Work required
Which lines in the data below contain the word "warn"? Copy each of them.

#####

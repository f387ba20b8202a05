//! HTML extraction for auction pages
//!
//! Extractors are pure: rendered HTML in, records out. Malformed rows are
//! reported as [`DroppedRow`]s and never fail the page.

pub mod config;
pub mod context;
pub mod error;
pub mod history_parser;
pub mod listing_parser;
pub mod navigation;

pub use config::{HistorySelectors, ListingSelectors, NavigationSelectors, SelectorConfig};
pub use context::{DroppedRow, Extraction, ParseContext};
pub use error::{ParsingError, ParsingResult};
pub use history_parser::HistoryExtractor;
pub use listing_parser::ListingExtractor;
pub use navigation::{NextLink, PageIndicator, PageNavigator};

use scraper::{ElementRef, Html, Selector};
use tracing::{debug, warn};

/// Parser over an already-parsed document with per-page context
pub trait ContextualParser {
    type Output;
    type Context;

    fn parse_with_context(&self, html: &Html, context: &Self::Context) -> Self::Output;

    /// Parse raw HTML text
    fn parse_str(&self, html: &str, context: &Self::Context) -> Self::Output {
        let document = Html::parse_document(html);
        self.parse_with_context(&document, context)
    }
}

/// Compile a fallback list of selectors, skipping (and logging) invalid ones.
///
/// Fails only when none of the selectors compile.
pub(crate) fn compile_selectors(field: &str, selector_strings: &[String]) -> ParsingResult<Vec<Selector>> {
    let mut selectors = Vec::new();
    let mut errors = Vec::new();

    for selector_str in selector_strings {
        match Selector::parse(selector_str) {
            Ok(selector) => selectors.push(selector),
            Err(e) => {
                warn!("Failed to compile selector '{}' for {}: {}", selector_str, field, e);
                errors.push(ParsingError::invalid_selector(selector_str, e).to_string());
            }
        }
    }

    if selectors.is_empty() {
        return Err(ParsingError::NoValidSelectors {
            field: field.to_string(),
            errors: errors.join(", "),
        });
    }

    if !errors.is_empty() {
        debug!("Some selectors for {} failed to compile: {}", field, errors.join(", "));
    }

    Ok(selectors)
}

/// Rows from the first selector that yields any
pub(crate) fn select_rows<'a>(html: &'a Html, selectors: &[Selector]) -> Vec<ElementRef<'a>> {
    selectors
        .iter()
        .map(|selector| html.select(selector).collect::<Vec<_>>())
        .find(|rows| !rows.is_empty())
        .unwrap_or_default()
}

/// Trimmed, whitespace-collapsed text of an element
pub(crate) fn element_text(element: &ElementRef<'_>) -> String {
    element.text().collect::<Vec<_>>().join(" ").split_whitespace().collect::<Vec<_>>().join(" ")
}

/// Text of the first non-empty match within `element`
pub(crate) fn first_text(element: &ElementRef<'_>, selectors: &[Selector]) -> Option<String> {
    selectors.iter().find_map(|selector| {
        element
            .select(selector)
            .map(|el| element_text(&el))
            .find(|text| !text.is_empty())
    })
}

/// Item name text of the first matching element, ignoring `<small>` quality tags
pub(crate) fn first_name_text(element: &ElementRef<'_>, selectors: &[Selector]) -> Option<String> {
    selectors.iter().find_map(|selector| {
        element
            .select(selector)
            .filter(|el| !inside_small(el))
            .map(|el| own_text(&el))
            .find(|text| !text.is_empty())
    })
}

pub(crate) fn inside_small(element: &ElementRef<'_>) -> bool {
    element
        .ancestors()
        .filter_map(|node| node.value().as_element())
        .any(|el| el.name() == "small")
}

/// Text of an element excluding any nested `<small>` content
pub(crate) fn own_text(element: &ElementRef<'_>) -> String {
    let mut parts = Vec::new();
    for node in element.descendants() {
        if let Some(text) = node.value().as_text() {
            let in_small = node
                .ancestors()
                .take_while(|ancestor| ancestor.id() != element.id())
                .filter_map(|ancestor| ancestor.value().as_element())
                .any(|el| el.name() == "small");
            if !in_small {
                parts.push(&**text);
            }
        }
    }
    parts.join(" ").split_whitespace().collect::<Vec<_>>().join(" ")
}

#####

Exercise output
use tracing::{debug, warn};
                warn!("Failed to compile selector '{}' for {}: {}", selector_str, field, e);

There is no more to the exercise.